*SUPPLIED INFORMATION*.
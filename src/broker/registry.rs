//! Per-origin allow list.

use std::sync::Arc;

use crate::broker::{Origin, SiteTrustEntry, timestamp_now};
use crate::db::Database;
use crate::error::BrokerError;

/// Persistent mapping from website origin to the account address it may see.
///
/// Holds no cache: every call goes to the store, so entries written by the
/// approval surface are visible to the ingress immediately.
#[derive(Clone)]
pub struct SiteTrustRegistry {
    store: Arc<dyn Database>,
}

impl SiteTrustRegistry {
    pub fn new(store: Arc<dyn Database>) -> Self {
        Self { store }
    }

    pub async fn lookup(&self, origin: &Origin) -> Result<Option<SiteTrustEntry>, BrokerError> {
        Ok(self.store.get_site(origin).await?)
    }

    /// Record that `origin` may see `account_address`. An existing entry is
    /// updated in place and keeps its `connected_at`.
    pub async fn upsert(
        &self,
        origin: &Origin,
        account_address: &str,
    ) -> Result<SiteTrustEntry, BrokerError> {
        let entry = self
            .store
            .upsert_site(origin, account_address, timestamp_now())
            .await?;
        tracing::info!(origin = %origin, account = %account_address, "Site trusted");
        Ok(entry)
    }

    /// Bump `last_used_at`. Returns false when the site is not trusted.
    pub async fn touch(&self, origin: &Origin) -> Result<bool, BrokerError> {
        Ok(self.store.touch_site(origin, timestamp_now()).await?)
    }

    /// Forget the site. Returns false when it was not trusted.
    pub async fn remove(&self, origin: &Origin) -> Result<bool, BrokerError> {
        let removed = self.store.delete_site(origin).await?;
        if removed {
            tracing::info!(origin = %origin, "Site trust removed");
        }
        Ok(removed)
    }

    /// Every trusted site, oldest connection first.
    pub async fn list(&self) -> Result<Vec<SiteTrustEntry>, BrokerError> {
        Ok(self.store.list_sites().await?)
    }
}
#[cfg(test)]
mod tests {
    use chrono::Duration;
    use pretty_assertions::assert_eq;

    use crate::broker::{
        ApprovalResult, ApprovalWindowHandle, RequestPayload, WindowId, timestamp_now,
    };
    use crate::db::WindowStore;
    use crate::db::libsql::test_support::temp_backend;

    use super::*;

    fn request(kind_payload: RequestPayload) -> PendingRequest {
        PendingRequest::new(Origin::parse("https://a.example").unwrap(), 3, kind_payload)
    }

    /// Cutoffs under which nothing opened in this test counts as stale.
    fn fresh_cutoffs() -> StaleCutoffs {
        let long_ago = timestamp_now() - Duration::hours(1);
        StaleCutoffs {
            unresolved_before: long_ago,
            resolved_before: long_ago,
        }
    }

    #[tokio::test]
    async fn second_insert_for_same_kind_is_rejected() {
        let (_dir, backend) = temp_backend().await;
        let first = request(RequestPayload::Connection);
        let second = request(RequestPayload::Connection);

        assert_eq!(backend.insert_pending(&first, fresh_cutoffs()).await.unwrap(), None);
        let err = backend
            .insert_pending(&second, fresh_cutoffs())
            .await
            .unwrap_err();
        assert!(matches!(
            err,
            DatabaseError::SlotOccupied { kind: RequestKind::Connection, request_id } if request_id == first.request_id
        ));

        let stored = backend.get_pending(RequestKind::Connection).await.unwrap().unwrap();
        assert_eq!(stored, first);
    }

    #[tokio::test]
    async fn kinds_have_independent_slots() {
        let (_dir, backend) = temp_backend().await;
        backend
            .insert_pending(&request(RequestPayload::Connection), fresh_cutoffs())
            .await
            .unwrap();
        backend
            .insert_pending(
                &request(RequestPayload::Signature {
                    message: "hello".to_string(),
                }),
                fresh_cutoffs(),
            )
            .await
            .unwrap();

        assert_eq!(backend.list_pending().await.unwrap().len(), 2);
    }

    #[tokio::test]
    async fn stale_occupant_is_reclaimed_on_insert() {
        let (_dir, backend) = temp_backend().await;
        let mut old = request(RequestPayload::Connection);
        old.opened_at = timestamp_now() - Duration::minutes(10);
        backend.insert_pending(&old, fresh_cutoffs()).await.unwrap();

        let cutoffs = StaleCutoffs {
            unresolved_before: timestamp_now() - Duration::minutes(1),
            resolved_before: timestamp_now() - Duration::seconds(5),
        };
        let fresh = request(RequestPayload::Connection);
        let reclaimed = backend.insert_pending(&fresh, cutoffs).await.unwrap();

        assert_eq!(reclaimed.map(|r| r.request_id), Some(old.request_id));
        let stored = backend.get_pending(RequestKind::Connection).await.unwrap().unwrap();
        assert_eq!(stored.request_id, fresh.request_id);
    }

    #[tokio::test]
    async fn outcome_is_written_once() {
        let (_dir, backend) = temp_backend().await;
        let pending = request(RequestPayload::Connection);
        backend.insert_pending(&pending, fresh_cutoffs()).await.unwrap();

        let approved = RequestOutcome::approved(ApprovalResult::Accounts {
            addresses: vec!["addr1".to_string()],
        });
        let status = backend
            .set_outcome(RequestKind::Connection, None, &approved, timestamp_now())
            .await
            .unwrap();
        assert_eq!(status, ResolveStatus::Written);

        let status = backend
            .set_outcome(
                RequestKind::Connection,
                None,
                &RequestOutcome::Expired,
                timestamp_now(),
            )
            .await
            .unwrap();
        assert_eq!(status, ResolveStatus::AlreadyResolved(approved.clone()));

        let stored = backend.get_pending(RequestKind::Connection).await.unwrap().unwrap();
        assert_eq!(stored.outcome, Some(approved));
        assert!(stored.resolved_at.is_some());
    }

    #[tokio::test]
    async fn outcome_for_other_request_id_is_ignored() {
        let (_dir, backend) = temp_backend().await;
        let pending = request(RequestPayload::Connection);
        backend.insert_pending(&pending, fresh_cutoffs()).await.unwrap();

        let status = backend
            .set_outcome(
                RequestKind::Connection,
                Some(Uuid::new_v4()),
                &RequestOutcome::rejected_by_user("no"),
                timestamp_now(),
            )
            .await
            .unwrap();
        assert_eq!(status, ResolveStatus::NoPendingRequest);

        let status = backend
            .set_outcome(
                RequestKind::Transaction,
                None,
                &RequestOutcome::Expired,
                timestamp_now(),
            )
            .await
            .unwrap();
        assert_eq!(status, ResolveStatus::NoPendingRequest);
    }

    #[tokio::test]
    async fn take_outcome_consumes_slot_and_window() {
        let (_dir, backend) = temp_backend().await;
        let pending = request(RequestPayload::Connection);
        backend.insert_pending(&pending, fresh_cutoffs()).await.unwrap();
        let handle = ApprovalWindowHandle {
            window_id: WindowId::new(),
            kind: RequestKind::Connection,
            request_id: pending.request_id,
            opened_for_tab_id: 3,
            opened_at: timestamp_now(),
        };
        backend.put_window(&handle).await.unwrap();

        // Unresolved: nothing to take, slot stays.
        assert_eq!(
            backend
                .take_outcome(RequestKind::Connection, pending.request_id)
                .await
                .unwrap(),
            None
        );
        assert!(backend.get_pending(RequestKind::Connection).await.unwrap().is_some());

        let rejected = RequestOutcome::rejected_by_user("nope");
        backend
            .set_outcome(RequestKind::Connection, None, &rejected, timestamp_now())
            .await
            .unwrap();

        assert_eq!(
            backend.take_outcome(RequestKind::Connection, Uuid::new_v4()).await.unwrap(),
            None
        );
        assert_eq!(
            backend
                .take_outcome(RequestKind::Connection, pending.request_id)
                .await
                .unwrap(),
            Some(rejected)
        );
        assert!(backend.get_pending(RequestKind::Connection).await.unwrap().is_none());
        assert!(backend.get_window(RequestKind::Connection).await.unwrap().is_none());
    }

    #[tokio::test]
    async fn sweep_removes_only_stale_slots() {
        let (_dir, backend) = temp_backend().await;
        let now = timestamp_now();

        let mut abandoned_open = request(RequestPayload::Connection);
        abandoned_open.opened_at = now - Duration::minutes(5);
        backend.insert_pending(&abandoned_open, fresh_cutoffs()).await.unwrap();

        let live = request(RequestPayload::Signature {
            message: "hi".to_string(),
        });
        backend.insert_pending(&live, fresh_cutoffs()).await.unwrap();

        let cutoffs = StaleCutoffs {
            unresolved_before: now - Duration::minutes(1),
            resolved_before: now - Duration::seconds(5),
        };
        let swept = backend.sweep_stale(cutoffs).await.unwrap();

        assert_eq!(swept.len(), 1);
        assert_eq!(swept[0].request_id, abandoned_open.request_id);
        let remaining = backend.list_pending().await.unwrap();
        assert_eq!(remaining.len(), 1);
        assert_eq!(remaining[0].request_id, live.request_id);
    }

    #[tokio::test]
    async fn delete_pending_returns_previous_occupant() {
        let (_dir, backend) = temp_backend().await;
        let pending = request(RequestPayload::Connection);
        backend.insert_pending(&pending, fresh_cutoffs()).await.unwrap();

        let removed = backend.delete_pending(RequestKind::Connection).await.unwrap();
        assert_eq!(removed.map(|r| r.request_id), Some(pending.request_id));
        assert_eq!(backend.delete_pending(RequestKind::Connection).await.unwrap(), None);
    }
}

*PROBLEM*.
Quote verbatim the opening lines of the listing above, ending with the line where "written by the" appears; include both endpoints and nothing more.

*EXPECTED ANSWER*.
filename src/broker/registry.rs
//! Per-origin allow list.

use std::sync::Arc;

use crate::broker::{Origin, SiteTrustEntry, timestamp_now};
use crate::db::Database;
use crate::error::BrokerError;

/// Persistent mapping from website origin to the account address it may see.
///
/// Holds no cache: every call goes to the store, so entries written by the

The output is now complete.